Felicia Minei Behr, longtime producer of 'All My Children,' dead at 82 from brain cancer
The award-winning longtime producer of a popular daytime TV soap opera has sadly passed away.
Felicia Minei Behr, who won multiple Emmys for her production of ABC's long-running soap series All My Children, died on Sunday at the age of 82, Deadline reported.
According to her family, Behr was surrounded by loved ones when she succumbed to a five-year battle against brain cancer.
A decades-long career in the entertainment industry
According to Behr's obituary, she was born in 1942 on Long Island, New York, and received training as a secretary when her family was unable to afford to send her to college.
That secretarial training led directly to her decades-long career in the entertainment industry as she landed her first job in 1960 as a secretary for CBS, which served as a steppingstone for her advancement up the ladder at the network while working in various positions on several popular shows of the era.
Included in her work at CBS was the 1970 launch of "All My Children," which she later followed to ABC, where she was named the executive producer of the program in 1989 and helped make it an award-winning success.

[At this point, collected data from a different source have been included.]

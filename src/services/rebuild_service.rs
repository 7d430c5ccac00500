use std::path::{Path, PathBuf};

use tessera::{
    classify_pieces, compose_grid, compose_overlay, BacktrackSolver, CoverageReport, EdgeSet,
    GreedySolver, GreedyStrategy, GridGeometry, GridLayout, Piece, Placement, PuzzleError, Raster,
    SignatureSet,
};

use crate::error::AppError;
use crate::models::{
    EdgeSidecar, LayoutSidecar, OrderSidecar, RebuildConfig, EDGES_FILE, LAYOUT_FILE, ORDER_FILE,
};
use crate::rendering::write_png;
use crate::services::PieceStore;

/// How a piece set was put back together
#[derive(Debug, Clone, Copy, PartialEq, Eq)]
pub enum RebuildMode {
    /// Known grid, edge shapes solved by backtracking
    Backtrack,
    /// Full-canvas pieces stacked in place
    Overlay,
    /// Unknown grid, placed by rim similarity
    Greedy(GreedyStrategy),
}

/// Result of a successful rebuild
#[derive(Debug, Clone)]
pub struct RebuildReport {
    pub mode: RebuildMode,
    pub pieces: usize,
    pub width: u32,
    pub height: u32,
    pub coverage: CoverageReport,
    /// Where the reconstruction was written
    pub output: PathBuf,
    /// Presentation order from `pieces_order.json`, if present
    pub order: Option<Vec<String>>,
}

/// A reconstruction that passed its coverage check
#[derive(Debug, Clone)]
pub struct Reconstruction {
    pub mode: RebuildMode,
    pub image: Raster,
    pub coverage: CoverageReport,
}

/// Reassembles a piece directory into one image.
pub struct RebuildService {
    config: RebuildConfig,
    grid: Option<(usize, usize)>,
}

impl RebuildService {
    pub fn new(config: RebuildConfig) -> Self {
        Self { config, grid: None }
    }

    /// Treat piece sets without a layout sidecar as a `rows`×`cols` jigsaw
    /// grid whose geometry is read from the piece shapes.
    #[inline]
    pub fn grid(mut self, rows: usize, cols: usize) -> Self {
        self.grid = Some((rows, cols));
        self
    }

    /// Rebuild the pieces in `pieces_dir` and write the result to
    /// `output_dir`. Nothing is written unless the reconstruction passes
    /// its coverage check.
    pub fn rebuild_dir(
        &self,
        pieces_dir: &Path,
        output_dir: &Path,
    ) -> Result<RebuildReport, AppError> {
        let store = PieceStore::new(pieces_dir);
        let pieces = store.load_pieces()?;
        let names: Vec<String> = pieces.iter().map(|p| p.name.clone()).collect();

        let order = store.read_sidecar::<OrderSidecar>(ORDER_FILE)?;
        if let Some(order) = &order {
            order.check_against(&names)?;
            tracing::debug!(pieces = order.0.len(), "Found presentation order");
        }
        let edges = store.read_sidecar::<EdgeSidecar>(EDGES_FILE)?;
        let layout = store.read_sidecar::<LayoutSidecar>(LAYOUT_FILE)?;

        let reconstruction = match (edges, layout, self.grid) {
            (edges, Some(sidecar), grid) => {
                let layout = sidecar.layout()?;
                sidecar.check_against(&names)?;
                if let Some((rows, cols)) = grid.filter(|&g| g != (layout.rows, layout.cols)) {
                    return Err(AppError::Sidecar(format!(
                        "{LAYOUT_FILE} describes a {}x{} grid, {rows}x{cols} was requested",
                        layout.rows, layout.cols
                    )));
                }
                self.rebuild_grid(&pieces, &names, edges.as_ref(), &layout)?
            }
            (edges, None, Some((rows, cols))) => {
                let layout = GridLayout::from_pieces(&pieces, rows, cols)?;
                tracing::info!(
                    rows,
                    cols,
                    tab_radius = layout.tab_radius,
                    "No layout sidecar, geometry read from piece shapes"
                );
                self.rebuild_grid(&pieces, &names, edges.as_ref(), &layout)?
            }
            (Some(_), None, None) => {
                return Err(AppError::ResourceMissing(format!(
                    "{EDGES_FILE} present without {LAYOUT_FILE} in {}",
                    pieces_dir.display()
                )))
            }
            (None, None, None) => self.rebuild_unordered(&pieces)?,
        };

        std::fs::create_dir_all(output_dir)?;
        let output = output_dir.join(&self.config.output_name);
        write_png(&output, &reconstruction.image, self.config.optimize_png)?;

        tracing::info!(
            mode = ?reconstruction.mode,
            pieces = pieces.len(),
            output = %output.display(),
            "Rebuilt image"
        );
        Ok(RebuildReport {
            mode: reconstruction.mode,
            pieces: pieces.len(),
            width: reconstruction.image.width(),
            height: reconstruction.image.height(),
            coverage: reconstruction.coverage,
            output,
            order: order.map(|o| o.0),
        })
    }

    /// Solve a known grid from edge shapes and compose it.
    ///
    /// Without an edge sidecar the shapes are read back from piece alpha.
    pub fn rebuild_grid(
        &self,
        pieces: &[Piece],
        names: &[String],
        edges: Option<&EdgeSidecar>,
        layout: &GridLayout,
    ) -> Result<Reconstruction, AppError> {
        let (canvas_w, canvas_h) = (layout.canvas_width(), layout.canvas_height());
        if let Some(odd) = pieces
            .iter()
            .find(|p| (p.raster.width(), p.raster.height()) != (canvas_w, canvas_h))
        {
            return Err(AppError::Sidecar(format!(
                "{} is {}x{}, {LAYOUT_FILE} expects {canvas_w}x{canvas_h}",
                odd.name,
                odd.raster.width(),
                odd.raster.height()
            )));
        }

        let edge_sets = match edges {
            Some(sidecar) => sidecar.edge_sets(names)?,
            None => {
                tracing::info!("No edge sidecar, classifying edges from piece shapes");
                classify_pieces(pieces, layout.tab_radius)
            }
        };
        let signatures =
            SignatureSet::extract(pieces, layout.tab_radius, self.config.signature_depth);

        let placement = self.solve_backtracking(&edge_sets, &signatures, layout)?;
        let composite = compose_grid(pieces, &placement, (*layout).into());
        composite.coverage.require_exact()?;

        Ok(Reconstruction {
            mode: RebuildMode::Backtrack,
            image: composite.image,
            coverage: composite.coverage,
        })
    }

    fn solve_backtracking(
        &self,
        edge_sets: &[EdgeSet],
        signatures: &SignatureSet,
        layout: &GridLayout,
    ) -> Result<Placement, AppError> {
        let (rows, cols) = (layout.rows, layout.cols);
        let first =
            BacktrackSolver::new(self.config.top_k).solve(edge_sets, Some(signatures), rows, cols);
        match (first, self.config.widen_top_k) {
            (Err(PuzzleError::GeometryUnsatisfiable { top_k, .. }), Some(wider)) if wider > top_k => {
                tracing::warn!(top_k, wider, "Search exhausted, retrying with more candidates");
                Ok(BacktrackSolver::new(wider).solve(edge_sets, Some(signatures), rows, cols)?)
            }
            (result, _) => Ok(result?),
        }
    }

    /// Rebuild pieces that carry no grid metadata.
    ///
    /// Same-sized pieces that never overlap are full-canvas regions and are
    /// stacked in place; everything else goes through the greedy solver.
    pub fn rebuild_unordered(&self, pieces: &[Piece]) -> Result<Reconstruction, AppError> {
        if same_size(pieces) {
            let overlay = compose_overlay(pieces)?;
            if overlay.coverage.overlapped == 0 {
                overlay.coverage.require_exact()?;
                return Ok(Reconstruction {
                    mode: RebuildMode::Overlay,
                    image: overlay.image,
                    coverage: overlay.coverage,
                });
            }
        }

        let strategy = GreedyStrategy::select(pieces.len(), self.config.bfs_threshold);
        let placement = GreedySolver::new(strategy)
            .acceptance_threshold(self.config.acceptance_threshold)
            .solve(pieces)?;

        let geometry = GridGeometry {
            piece_width: pieces.iter().map(|p| p.raster.width()).max().unwrap_or(0),
            piece_height: pieces.iter().map(|p| p.raster.height()).max().unwrap_or(0),
            margin: 0,
        };
        let composite = compose_grid(pieces, &placement, geometry);
        let empty_cells = placement.empty_cells().count();
        if empty_cells == 0 {
            composite.coverage.require_exact()?;
        } else {
            // Only the cells the square grid has no piece for may stay blank
            composite.coverage.require_disjoint()?;
            let blank = empty_cells * (geometry.piece_width * geometry.piece_height) as usize;
            if composite.coverage.uncovered > blank {
                return Err(PuzzleError::CoverageViolation {
                    uncovered: composite.coverage.uncovered - blank,
                    overlapped: 0,
                }
                .into());
            }
            tracing::warn!(
                empty_cells,
                uncovered = composite.coverage.uncovered,
                pieces = pieces.len(),
                "Greedy grid has cells without a piece"
            );
        }

        Ok(Reconstruction {
            mode: RebuildMode::Greedy(strategy),
            image: composite.image,
            coverage: composite.coverage,
        })
    }
}

fn same_size(pieces: &[Piece]) -> bool {
    match pieces.first() {
        Some(first) => {
            let size = (first.raster.width(), first.raster.height());
            pieces
                .iter()
                .all(|p| (p.raster.width(), p.raster.height()) == size)
        }
        None => false,
    }
}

She continued to advance her career at ABC throughout the 1990s and early 2000s and ended up being promoted to the role of senior vice president of ABC Daytime Programming, which granted her control over all of the network's soap operas plus the daytime talk show The View.
An award-winning producer
Per Behr's IMDb page, she was perhaps best known for her production of All My Children, for which she produced a total of 3,538 episodes between 1970 and 1996.
Her work on that program during the 1990s earned nine total Daytime Emmy Award nominations and two wins in '94 and '96 in the "Outstanding Drama Series" category.
Prior to achieving the height of success with All My Children, Behr also produced 1,366 episodes of Ryan's Hope in the 1980s and, afterwards, 175 episodes of As the World Turns in the mid- to late-'90s.
Will be remembered for "warmth, humor, and generosity"
According to Behr's family, "Her storytelling expertise and deep connection with audiences helped create some of the most memorable moments in soap opera history."
The family further noted that she "will be remembered not only for her groundbreaking work in television but also for her warmth, humor, and generosity."
Behr was preceded in death by both her father and mother, Vito Anthony and Frances, as well as her husband of many decades, Robert, who died in 2017.
She is survived, however, by her son and four daughters plus their spouses, along with 10 grandchildren and many more great-grandchildren, nieces, and nephews.